I'm just trying to clarify where how Windows is involved. Did you move the HD to a Windows PC?



euhonodw said:


> Do you have an opinion about why I can't read my Mac drives in my PC? Disk Management shows it, but not Explorer.


What version of Windows?
By default Intel Macs use a partitioning scheme called GUID which older Windows versions don't read.
Also, OS X uses a file system called HFS+ which Windows (any version) can't read without additional software.


----------



## euhonodw (Aug 24, 2011)

Yes. So when you said the error said &#8220;Windows cannot repair this computer automatically. Startup repair cannot repair this computer automatically.&#8221;, that is the one you meant?

I'm just trying to clarify where how Windows is involved. Did you move the HD to a Windows PC?
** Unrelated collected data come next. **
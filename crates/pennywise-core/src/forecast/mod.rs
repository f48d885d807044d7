//! Forecasting
//!
//! - `holt` - Holt's linear method over any oldest-first series
//! - `categories` - per-category expense forecasts summed into a total
//!
//! [`forecast_overview`] bundles the forecasts the analysis views show
//! together: expenses (bottom-up), income and money left to spend.

pub mod categories;
pub mod holt;

pub use categories::{
    forecast_expenses, CategoryForecast, ExpenseForecast, ForecastBasis, ForecastOptions,
    DEFAULT_TOP_CATEGORIES,
};
pub use holt::{forecast_metric, holt_forecast, ForecastResult, TrendDirection, ALPHA, BETA};

use serde::{Deserialize, Serialize};

use crate::history::History;
use crate::totals::Metric;

/// Next-period outlook
#[derive(Debug, Clone, PartialEq, Serialize, Deserialize)]
pub struct ForecastOverview {
    pub expenses: ExpenseForecast,
    /// `None` with fewer than two periods
    pub income: Option<ForecastResult>,
    /// `None` with fewer than two periods
    pub left_to_spend: Option<ForecastResult>,
}

pub fn forecast_overview(history: &History, options: &ForecastOptions) -> ForecastOverview {
    ForecastOverview {
        expenses: forecast_expenses(history, options),
        income: forecast_metric(history, Metric::Income),
        left_to_spend: forecast_metric(history, Metric::LeftToSpend),
    }
}
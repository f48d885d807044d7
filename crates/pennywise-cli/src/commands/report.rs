//! Report and export commands

use std::path::Path;

use anyhow::{Context, Result};
use chrono::NaiveDate;
use pennywise_core::export::{report_json, write_series_csv};
use pennywise_core::{AnalysisConfig, History, Report, SimulationParams};

use super::{cmd_compare, cmd_forecast, cmd_insights, cmd_simulate, cmd_totals};

/// Full analysis report. With `--json` this is one document; otherwise each
/// section is printed in turn.
pub fn cmd_report(
    history: &History,
    config: &AnalysisConfig,
    params: &SimulationParams,
    today: NaiveDate,
    json: bool,
) -> Result<()> {
    if json {
        let report =
            Report::build(history, config, params, today).context("Failed to build report")?;
        println!("{}", report_json(&report)?);
        return Ok(());
    }

    cmd_totals(history, None, false)?;
    cmd_forecast(history, config, None, false)?;
    cmd_simulate(history, params, today, false)?;
    cmd_insights(history, config, false)?;
    cmd_compare(history, config, false)?;

    Ok(())
}

pub fn cmd_export(history: &History, output: &Path) -> Result<()> {
    println!("📤 Exporting period series to {}...", output.display());

    let rows = write_series_csv(history, output)
        .with_context(|| format!("Failed to write {}", output.display()))?;

    println!("✅ Exported {} period(s)", rows);
    Ok(())
}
First question: Yes, the image with the filename, "MacOriginalErrorMessage."
Second question: First, I tried it in an external drive case with this PC running Windows 7 Professional. Then I tried it inside the tower of an HP desktop computer running Vista. All I did in both cases was to look for it in Explorer and to view it in Disk Management. Then I returned it to the Mac Pro. I did the same with another hard drive I use for file storage. I realize that the OS drive is formatted HFS, but I thought the file drive was Fat 32--I'm probably wrong.
Third question: The Mac is running Windows 7 Professional.


----------



## euhonodw (Aug 24, 2011)

Something interesting. I checked the other two Mac hard drives with my external case on my PC. I don't understand what the small partitions are, or why only one is shown in Explorer. I'm not asking for an explanation. I just found it interesting that Explorer would show one partition.

Wayne


----------



## Headrush (Feb 9, 2005)

Ever answer you give me a little bit more of the info needed. 

You said the Mac is running Windows 7, do you mean via VMware Fusion, or you are running Windows 7 directly on your Mac.
If yes, so are you dual booting both Windows and OS X? (my guess from everything you said so far is yes)


----------



## euhonodw (Aug 24, 2011)

Windows 7 via VMware Fusion.


----------



## euhonodw (Aug 24, 2011)

Have you given up on me?

Wayne


----------



## Headrush (Feb 9, 2005)

No, sometimes lose track off threads.

That progress bar on the 4th screenshot you posted above, do you remember if it completed or did you get the error screen before it finished?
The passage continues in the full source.